(Data items)
-*-*-
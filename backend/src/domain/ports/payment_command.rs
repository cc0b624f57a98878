//! Driving port for payment reconciliation.

use async_trait::async_trait;

use crate::domain::{CourseId, Error, ReceiptView, UserId};

use super::payment_provider::ProviderOrder;

/// Request to mint a checkout order for a priced course.
#[derive(Debug, Clone, PartialEq)]
pub struct CreateOrderRequest {
    pub user_id: UserId,
    pub course_id: CourseId,
    /// Amount in major currency units as quoted to the client.
    pub amount: u32,
}

/// Request carrying a provider payment callback for verification.
#[derive(Debug, Clone, PartialEq)]
pub struct VerifyPaymentRequest {
    pub user_id: UserId,
    pub course_id: CourseId,
    pub order_id: String,
    pub payment_id: String,
    /// Hex HMAC signature supplied by the provider callback.
    pub signature: String,
}

/// Outcome of a successful payment verification.
#[derive(Debug, Clone, PartialEq)]
pub enum PaymentVerification {
    /// The enrollment and receipt were created by this call.
    Enrolled { receipt: ReceiptView },
    /// An enrollment already existed; no new enrollment or receipt was
    /// created. Safe replay of a duplicate callback.
    AlreadyEnrolled,
}

/// Use-case port for the payment reconciler.
#[cfg_attr(test, mockall::automock)]
#[async_trait]
pub trait PaymentCommand: Send + Sync {
    /// Mint a provider order stamped with audit metadata.
    async fn create_order(&self, request: CreateOrderRequest) -> Result<ProviderOrder, Error>;

    /// Verify a provider callback and reconcile it into an enrollment and
    /// receipt. Idempotent for an already-enrolled pair.
    async fn verify_payment(
        &self,
        request: VerifyPaymentRequest,
    ) -> Result<PaymentVerification, Error>;
}

/// Fixture reconciler that refuses every callback.
#[derive(Debug, Default)]
pub struct FixturePaymentCommand;

#[async_trait]
impl PaymentCommand for FixturePaymentCommand {
    async fn create_order(&self, _request: CreateOrderRequest) -> Result<ProviderOrder, Error> {
        Err(Error::service_unavailable("payment provider not configured"))
    }

    async fn verify_payment(
        &self,
        _request: VerifyPaymentRequest,
    ) -> Result<PaymentVerification, Error> {
        Err(Error::service_unavailable("payment provider not configured"))
    }
}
-*-*-
→ Aim of the exercise:
Each record should come back exactly as written.

→ Expected output:
filename backend/src/domain/ports/payment_command.rs
repository cc0b624f57a98878
//! Driving port for payment reconciliation.

use async_trait::async_trait;

use crate::domain::{CourseId, Error, ReceiptView, UserId};

use super::payment_provider::ProviderOrder;

/// Request to mint a checkout order for a priced course.
#[derive(Debug, Clone, PartialEq)]
pub struct CreateOrderRequest {
    pub user_id: UserId,
    pub course_id: CourseId,
    /// Amount in major currency units as quoted to the client.
    pub amount: u32,
}

/// Request carrying a provider payment callback for verification.
#[derive(Debug, Clone, PartialEq)]
pub struct VerifyPaymentRequest {
    pub user_id: UserId,
    pub course_id: CourseId,
    pub order_id: String,
    pub payment_id: String,
    /// Hex HMAC signature supplied by the provider callback.
    pub signature: String,
}

/// Outcome of a successful payment verification.
#[derive(Debug, Clone, PartialEq)]
pub enum PaymentVerification {
    /// The enrollment and receipt were created by this call.
    Enrolled { receipt: ReceiptView },
    /// An enrollment already existed; no new enrollment or receipt was
    /// created. Safe replay of a duplicate callback.
    AlreadyEnrolled,
}

/// Use-case port for the payment reconciler.
#[cfg_attr(test, mockall::automock)]
#[async_trait]
pub trait PaymentCommand: Send + Sync {
    /// Mint a provider order stamped with audit metadata.
    async fn create_order(&self, request: CreateOrderRequest) -> Result<ProviderOrder, Error>;

    /// Verify a provider callback and reconcile it into an enrollment and
    /// receipt. Idempotent for an already-enrolled pair.
    async fn verify_payment(
        &self,
        request: VerifyPaymentRequest,
    ) -> Result<PaymentVerification, Error>;
}

/// Fixture reconciler that refuses every callback.
#[derive(Debug, Default)]
pub struct FixturePaymentCommand;

#[async_trait]
impl PaymentCommand for FixturePaymentCommand {
    async fn create_order(&self, _request: CreateOrderRequest) -> Result<ProviderOrder, Error> {
        Err(Error::service_unavailable("payment provider not configured"))
    }

    async fn verify_payment(
        &self,
        _request: VerifyPaymentRequest,
    ) -> Result<PaymentVerification, Error> {
        Err(Error::service_unavailable("payment provider not configured"))
    }
}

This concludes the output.